Cable and telecommunications company Comcast, which has approximately 28 million customers took the unusual step of freezing the accounts of 200,000 of its customers yesterday upon becoming aware that these particular customers had their personal information including email addresses and passwords being sold on the black market to identity thieves.  The black market used by cybercriminals to sell stolen personal information to other cybercriminals is often referred to as the dark web, which can only be accessed through the use of special software.  Similar to the hacking of accounts at British telecom company Vodafone about which I reported to you last week, in this instance it was not Comcast that suffered a data breach, but rather other companies from which the cybercriminals got the email addresses and passwords and then were attempting to sell them to be used to hack into the victims’ Comcast accounts because the victims used the same passwords at multiple websites.  Using the same password at multiple websites and accounts is a very bad practice and makes you much more vulnerable to identity theft because if your security is compromised at one company with poor security, your security at important accounts, such as your bank is endangered.

Comcast is now requiring the 200,000 affected customers to change their passwords before they can have access to their accounts again.

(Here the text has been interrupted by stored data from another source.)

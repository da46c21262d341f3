//   Copyright 2024 The Tether Project
//   SPDX-License-Identifier: BSD-3-Clause

//! A secured, identity-announced connection to a peer.
//!
//! Connections are owned by exactly one task at a time: the pool owns Idle
//! entries, `checkout` transfers ownership to a caller, and anything Broken is
//! destroyed rather than returned. The protocol on a connection is strictly
//! alternating request/response; there is no multiplexing.

pub mod pool;

use std::time::{Duration, Instant};

use bytes::Bytes;
use futures::FutureExt;
use log::*;
use tokio::sync::mpsc;

use crate::{
    error::RpcError,
    framing::{FrameCodec, FramingError, InboundStream, OutboundStream},
    identity::Thumbprint,
    message::{RequestFrame, ResponseFrame, RpcValue, WireFrame},
    tls::SecureStream,
};

const LOG_TARGET: &str = "comms::connection";

/// Capacity of the per-attachment chunk channel between the connection task
/// and a handler. Backpressure, not buffering: the socket is only read as
/// fast as the handler consumes.
const ATTACHMENT_CHANNEL_CAPACITY: usize = 16;

#[derive(Debug, Clone, Copy, PartialEq, Eq)]
pub enum ConnectionDirection {
    Inbound,
    Outbound,
}

impl std::fmt::Display for ConnectionDirection {
    fn fmt(&self, f: &mut std::fmt::Formatter<'_>) -> std::fmt::Result {
        match self {
            ConnectionDirection::Inbound => write!(f, "inbound"),
            ConnectionDirection::Outbound => write!(f, "outbound"),
        }
    }
}

#[derive(Debug, Clone, Copy, PartialEq, Eq)]
pub enum ConnectionState {
    Handshaking,
    Idle,
    Busy,
    /// Terminal. A broken connection is destroyed, never reused.
    Broken,
}

/// The outcome of a successful call: the result value plus any
/// response-direction stream payloads, in declared order.
#[derive(Debug)]
pub struct CallReply {
    pub value: RpcValue,
    pub streams: Vec<InboundPayload>,
}

/// A fully received response-direction attachment.
#[derive(Debug)]
pub struct InboundPayload {
    pub id: u64,
    pub data: Bytes,
}

pub struct Connection {
    framed: FrameCodec<SecureStream>,
    direction: ConnectionDirection,
    peer_thumbprint: Thumbprint,
    subscription_id: Option<String>,
    state: ConnectionState,
    last_used_at: Instant,
    next_request_id: u64,
}

impl Connection {
    pub(crate) fn new(
        framed: FrameCodec<SecureStream>,
        direction: ConnectionDirection,
        peer_thumbprint: Thumbprint,
        subscription_id: Option<String>,
    ) -> Self {
        Self {
            framed,
            direction,
            peer_thumbprint,
            subscription_id,
            state: ConnectionState::Idle,
            last_used_at: Instant::now(),
            next_request_id: 0,
        }
    }

    pub fn direction(&self) -> ConnectionDirection {
        self.direction
    }

    pub fn peer_thumbprint(&self) -> Thumbprint {
        self.peer_thumbprint
    }

    pub fn subscription_id(&self) -> Option<&str> {
        self.subscription_id.as_deref()
    }

    pub fn state(&self) -> ConnectionState {
        self.state
    }

    pub fn is_broken(&self) -> bool {
        self.state == ConnectionState::Broken
    }

    pub(crate) fn mark_broken(&mut self) {
        self.state = ConnectionState::Broken;
    }

    /// Record release time. Idle age is measured from the last release, not
    /// the last checkout.
    pub(crate) fn touch(&mut self) {
        self.last_used_at = Instant::now();
    }

    pub(crate) fn idle_age(&self) -> Duration {
        self.last_used_at.elapsed()
    }

    /// Best-effort liveness probe for pooled connections: peeks the TCP
    /// stream without consuming TLS records. EOF or unsolicited bytes on an
    /// idle connection both mean it cannot be reused.
    pub(crate) fn is_disconnected(&self) -> bool {
        let (tcp, _) = self.framed.get_ref().get_ref();
        let mut buf = [0u8; 1];
        match tcp.peek(&mut buf).now_or_never() {
            Some(Ok(0)) => true,
            Some(Ok(_)) => true,
            Some(Err(_)) => true,
            None => false,
        }
    }

    fn next_request_id(&mut self) -> u64 {
        // Zero is reserved so an all-defaults frame is never valid
        self.next_request_id += 1;
        self.next_request_id
    }

    /// Caller-side exchange: write one request (with attachments), read the
    /// matching response (with attachments). Transport or protocol faults
    /// mark the connection Broken; remote service errors leave it Idle.
    pub(crate) async fn exchange(
        &mut self,
        service: &str,
        method: &str,
        args: Vec<RpcValue>,
        streams: Vec<OutboundStream>,
    ) -> Result<CallReply, RpcError> {
        self.state = ConnectionState::Busy;
        let request_id = self.next_request_id();
        let frame = WireFrame::Request(RequestFrame {
            request_id,
            service: service.to_string(),
            method: method.to_string(),
            args,
            stream_ids: streams.iter().map(OutboundStream::id).collect(),
        });

        let result = self.exchange_inner(request_id, frame, streams).await;
        match &result {
            Ok(_) => {
                self.state = ConnectionState::Idle;
            },
            Err(err) if err_poisons_connection(err) => {
                trace!(
                    target: LOG_TARGET,
                    "request #{} to peer '{}' broke the connection: {}",
                    request_id,
                    self.peer_thumbprint,
                    err
                );
                self.mark_broken();
            },
            Err(_) => {
                // Remote replied with a well-formed error; the connection is
                // still in a known state
                self.state = ConnectionState::Idle;
            },
        }
        result
    }

    async fn exchange_inner(
        &mut self,
        request_id: u64,
        frame: WireFrame,
        streams: Vec<OutboundStream>,
    ) -> Result<CallReply, RpcError> {
        self.framed.write_frame(&frame).await?;
        for mut stream in streams {
            self.framed.write_attachment(&mut stream).await?;
        }

        let response = self.read_response().await?;
        if response.request_id != request_id {
            return Err(RpcError::ProtocolViolation(format!(
                "response id {} does not match request id {}",
                response.request_id, request_id
            )));
        }

        let mut payloads = Vec::with_capacity(response.stream_ids.len());
        for id in &response.stream_ids {
            let length = match self.framed.begin_attachment().await? {
                Some(length) => length,
                None => {
                    return Err(RpcError::ProtocolViolation(
                        "response declared more attachments than were sent".to_string(),
                    ))
                },
            };
            let mut data = Vec::with_capacity(length.min(u32::MAX as u64) as usize);
            while let Some(chunk) = self.framed.attachment_chunk().await? {
                data.extend_from_slice(&chunk);
            }
            payloads.push(InboundPayload {
                id: *id,
                data: data.into(),
            });
        }

        match response.result {
            Ok(value) => Ok(CallReply {
                value,
                streams: payloads,
            }),
            Err(descriptor) => Err(RpcError::from_descriptor(descriptor)),
        }
    }

    async fn read_response(&mut self) -> Result<ResponseFrame, FramingError> {
        match self.framed.read_frame().await? {
            WireFrame::Response(response) => Ok(response),
            other => Err(FramingError::UnexpectedFrame {
                expected: "Response",
                got: other.variant_name(),
            }),
        }
    }

    /// Callee-side read of the next request.
    pub(crate) async fn read_request(&mut self) -> Result<RequestFrame, FramingError> {
        match self.framed.read_frame().await? {
            WireFrame::Request(request) => Ok(request),
            other => Err(FramingError::UnexpectedFrame {
                expected: "Request",
                got: other.variant_name(),
            }),
        }
    }

    /// Callee-side write of a response and its attachments.
    pub(crate) async fn write_response(
        &mut self,
        response: ResponseFrame,
        streams: Vec<OutboundStream>,
    ) -> Result<(), FramingError> {
        self.framed.write_frame(&WireFrame::Response(response)).await?;
        for mut stream in streams {
            self.framed.write_attachment(&mut stream).await?;
        }
        Ok(())
    }

    /// Build handler-side stream handles for the given declared attachment
    /// ids, paired with the senders the pump feeds.
    pub(crate) fn make_inbound_streams(stream_ids: &[u64]) -> (Vec<InboundStream>, Vec<mpsc::Sender<Bytes>>) {
        let mut handles = Vec::with_capacity(stream_ids.len());
        let mut senders = Vec::with_capacity(stream_ids.len());
        for id in stream_ids {
            let (tx, rx) = mpsc::channel(ATTACHMENT_CHANNEL_CAPACITY);
            handles.push(InboundStream::new(*id, rx));
            senders.push(tx);
        }
        (handles, senders)
    }

    /// Read every declared request attachment off the wire in order, feeding
    /// chunks to the paired handler channels. Chunks for a handle the handler
    /// dropped are discarded, so the wire always drains.
    pub(crate) async fn pump_attachments(
        &mut self,
        senders: Vec<mpsc::Sender<Bytes>>,
    ) -> Result<(), FramingError> {
        for sender in senders {
            if self.framed.begin_attachment().await?.is_none() {
                return Err(FramingError::UnreadAttachments(0));
            }
            let mut receiver_gone = false;
            while let Some(chunk) = self.framed.attachment_chunk().await? {
                if receiver_gone {
                    continue;
                }
                if sender.send(chunk).await.is_err() {
                    receiver_gone = true;
                }
            }
        }
        // `senders` was built from the declared ids, so nothing remains, but a
        // malformed flow is cheaper to drain than to renegotiate
        self.framed.drain_attachments().await?;
        Ok(())
    }
}

impl std::fmt::Debug for Connection {
    fn fmt(&self, f: &mut std::fmt::Formatter<'_>) -> std::fmt::Result {
        f.debug_struct("Connection")
            .field("direction", &self.direction)
            .field("peer_thumbprint", &self.peer_thumbprint)
            .field("subscription_id", &self.subscription_id)
            .field("state", &self.state)
            .finish()
    }
}

fn err_poisons_connection(err: &RpcError) -> bool {
    !matches!(
        err,
        RpcError::ServiceInvocation { .. } |
            RpcError::ServiceNotFound(_) |
            RpcError::AmbiguousMethod(_) |
            RpcError::Shutdown
    )
}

The primary lesson here is that you should always use a separate and unique password for each of your online accounts.  Many people fail to do so out of a concern about remembering a large number of different passwords, but this does not have to be the case.  There is a simple way to make your passwords strong.   Start off by taking a phrase that is easy to remember, such as “IDon’tLikePasswords.” This can be the basic element of all your passwords. Then for added security add a few symbols, so it reads, for example, IDon’tLikePasswords!!!. This is a strong password that is long and combines small letters, capital letters and symbols. Now all you need to do is to adapt that basic password for each of your accounts to make it unique for each account. For example, you could adapt this for your Amazon account by adding “Ama” at the end of the basic password making your Amazon password IDon’tLikePasswords!!!Ama. That is a strong password that is easy to remember.